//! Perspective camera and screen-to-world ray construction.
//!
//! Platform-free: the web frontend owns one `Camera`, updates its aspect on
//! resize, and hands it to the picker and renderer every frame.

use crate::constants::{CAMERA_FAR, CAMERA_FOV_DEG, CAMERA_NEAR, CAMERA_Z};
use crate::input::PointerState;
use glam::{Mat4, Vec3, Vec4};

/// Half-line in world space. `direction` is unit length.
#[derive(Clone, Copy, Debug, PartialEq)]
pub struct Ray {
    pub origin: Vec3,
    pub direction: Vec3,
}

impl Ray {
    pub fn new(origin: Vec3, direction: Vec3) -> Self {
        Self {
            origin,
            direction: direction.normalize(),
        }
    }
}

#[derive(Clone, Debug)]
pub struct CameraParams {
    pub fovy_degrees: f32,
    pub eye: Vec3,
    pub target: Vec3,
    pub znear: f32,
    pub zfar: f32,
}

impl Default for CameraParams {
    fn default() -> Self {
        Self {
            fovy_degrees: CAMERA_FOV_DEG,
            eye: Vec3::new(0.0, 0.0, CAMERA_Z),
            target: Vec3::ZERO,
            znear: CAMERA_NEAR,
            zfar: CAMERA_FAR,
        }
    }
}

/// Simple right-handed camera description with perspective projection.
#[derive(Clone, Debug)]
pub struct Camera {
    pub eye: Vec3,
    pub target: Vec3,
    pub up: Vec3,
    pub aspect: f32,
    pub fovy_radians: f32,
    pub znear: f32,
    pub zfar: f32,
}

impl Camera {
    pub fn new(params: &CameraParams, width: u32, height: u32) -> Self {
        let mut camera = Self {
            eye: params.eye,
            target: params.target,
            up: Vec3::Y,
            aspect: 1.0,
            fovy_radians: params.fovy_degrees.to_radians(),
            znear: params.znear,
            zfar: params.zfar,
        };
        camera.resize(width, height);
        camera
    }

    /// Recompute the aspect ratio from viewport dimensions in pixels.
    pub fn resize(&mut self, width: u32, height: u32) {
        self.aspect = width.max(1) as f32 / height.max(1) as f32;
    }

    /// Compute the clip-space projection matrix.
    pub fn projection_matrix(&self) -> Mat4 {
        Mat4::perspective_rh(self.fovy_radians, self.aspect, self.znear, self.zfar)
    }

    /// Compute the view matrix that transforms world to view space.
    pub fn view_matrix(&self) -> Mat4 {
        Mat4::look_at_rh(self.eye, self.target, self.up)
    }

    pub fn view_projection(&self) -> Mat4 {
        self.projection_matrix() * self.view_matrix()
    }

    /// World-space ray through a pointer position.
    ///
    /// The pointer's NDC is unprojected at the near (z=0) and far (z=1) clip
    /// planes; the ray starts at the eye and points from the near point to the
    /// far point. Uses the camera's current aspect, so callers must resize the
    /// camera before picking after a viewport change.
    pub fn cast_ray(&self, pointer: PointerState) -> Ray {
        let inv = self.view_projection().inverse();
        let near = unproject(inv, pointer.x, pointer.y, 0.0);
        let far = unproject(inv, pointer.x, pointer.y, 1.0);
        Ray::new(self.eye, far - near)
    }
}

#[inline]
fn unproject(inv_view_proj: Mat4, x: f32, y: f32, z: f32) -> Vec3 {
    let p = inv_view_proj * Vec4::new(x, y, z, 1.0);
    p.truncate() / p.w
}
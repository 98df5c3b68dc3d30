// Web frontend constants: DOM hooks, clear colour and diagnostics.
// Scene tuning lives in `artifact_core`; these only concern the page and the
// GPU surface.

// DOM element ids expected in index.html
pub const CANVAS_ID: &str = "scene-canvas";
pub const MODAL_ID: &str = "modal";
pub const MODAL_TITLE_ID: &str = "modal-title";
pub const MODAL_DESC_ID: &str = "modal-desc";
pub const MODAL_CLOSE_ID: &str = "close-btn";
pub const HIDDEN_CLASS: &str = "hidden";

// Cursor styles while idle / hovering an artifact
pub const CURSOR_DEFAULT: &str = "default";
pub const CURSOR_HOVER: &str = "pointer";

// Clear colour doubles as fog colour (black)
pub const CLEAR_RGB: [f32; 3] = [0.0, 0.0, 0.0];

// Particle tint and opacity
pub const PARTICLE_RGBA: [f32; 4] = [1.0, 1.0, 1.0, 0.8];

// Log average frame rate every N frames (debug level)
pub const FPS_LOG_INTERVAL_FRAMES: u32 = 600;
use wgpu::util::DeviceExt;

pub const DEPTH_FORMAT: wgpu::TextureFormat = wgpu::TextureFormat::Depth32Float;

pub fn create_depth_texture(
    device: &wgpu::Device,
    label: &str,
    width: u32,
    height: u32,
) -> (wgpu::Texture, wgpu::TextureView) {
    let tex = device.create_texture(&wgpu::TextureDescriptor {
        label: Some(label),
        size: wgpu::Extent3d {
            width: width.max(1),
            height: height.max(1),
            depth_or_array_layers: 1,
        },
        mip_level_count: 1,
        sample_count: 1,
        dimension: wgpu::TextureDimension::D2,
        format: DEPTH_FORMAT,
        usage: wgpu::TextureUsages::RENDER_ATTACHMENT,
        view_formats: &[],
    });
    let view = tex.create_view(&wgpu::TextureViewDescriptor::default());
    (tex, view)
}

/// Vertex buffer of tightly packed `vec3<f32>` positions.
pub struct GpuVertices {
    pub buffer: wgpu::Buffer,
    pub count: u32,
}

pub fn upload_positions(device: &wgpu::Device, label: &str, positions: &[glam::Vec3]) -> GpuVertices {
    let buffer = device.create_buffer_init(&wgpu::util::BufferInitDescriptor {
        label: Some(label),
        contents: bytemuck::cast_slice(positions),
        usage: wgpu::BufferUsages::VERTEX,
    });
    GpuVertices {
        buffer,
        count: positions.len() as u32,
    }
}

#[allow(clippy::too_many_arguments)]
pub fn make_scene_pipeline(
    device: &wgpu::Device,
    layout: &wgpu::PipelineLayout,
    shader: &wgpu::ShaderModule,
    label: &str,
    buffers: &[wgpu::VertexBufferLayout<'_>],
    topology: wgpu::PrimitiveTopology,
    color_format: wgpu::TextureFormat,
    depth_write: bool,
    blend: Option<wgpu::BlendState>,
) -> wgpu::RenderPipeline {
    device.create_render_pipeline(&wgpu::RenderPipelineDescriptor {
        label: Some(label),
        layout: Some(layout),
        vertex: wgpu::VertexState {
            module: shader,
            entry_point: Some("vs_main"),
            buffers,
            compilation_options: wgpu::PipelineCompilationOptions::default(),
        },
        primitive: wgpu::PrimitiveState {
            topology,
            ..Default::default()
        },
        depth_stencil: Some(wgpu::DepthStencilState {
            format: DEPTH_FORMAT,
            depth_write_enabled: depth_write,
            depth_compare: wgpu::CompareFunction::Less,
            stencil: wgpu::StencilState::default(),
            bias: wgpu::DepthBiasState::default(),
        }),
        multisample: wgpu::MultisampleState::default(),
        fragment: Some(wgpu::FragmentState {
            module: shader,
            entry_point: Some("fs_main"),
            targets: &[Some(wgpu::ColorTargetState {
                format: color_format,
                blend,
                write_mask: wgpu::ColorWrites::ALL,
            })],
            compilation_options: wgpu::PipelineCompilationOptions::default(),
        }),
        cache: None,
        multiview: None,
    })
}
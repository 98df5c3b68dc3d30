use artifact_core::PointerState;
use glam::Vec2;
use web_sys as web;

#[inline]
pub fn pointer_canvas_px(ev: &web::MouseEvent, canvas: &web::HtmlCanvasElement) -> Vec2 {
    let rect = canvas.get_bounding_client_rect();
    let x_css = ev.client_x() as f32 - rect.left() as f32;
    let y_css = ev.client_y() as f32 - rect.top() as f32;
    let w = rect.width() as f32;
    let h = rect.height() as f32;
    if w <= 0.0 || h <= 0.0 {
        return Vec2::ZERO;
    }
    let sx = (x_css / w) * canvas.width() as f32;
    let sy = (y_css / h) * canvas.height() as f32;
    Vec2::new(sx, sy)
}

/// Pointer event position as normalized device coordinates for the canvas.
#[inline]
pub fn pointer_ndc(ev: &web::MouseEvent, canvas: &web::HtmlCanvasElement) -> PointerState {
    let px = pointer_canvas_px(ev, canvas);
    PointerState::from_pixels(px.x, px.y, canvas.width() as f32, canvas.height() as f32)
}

* _Task directions_
Look back at the entries above and repeat, unchanged, every line from the line holding "clip-space projection matrix." through the line holding "to view space.".

* _Result of the exercise_
    /// Compute the clip-space projection matrix.
    pub fn projection_matrix(&self) -> Mat4 {
        Mat4::perspective_rh(self.fovy_radians, self.aspect, self.znear, self.zfar)
    }

    /// Compute the view matrix that transforms world to view space.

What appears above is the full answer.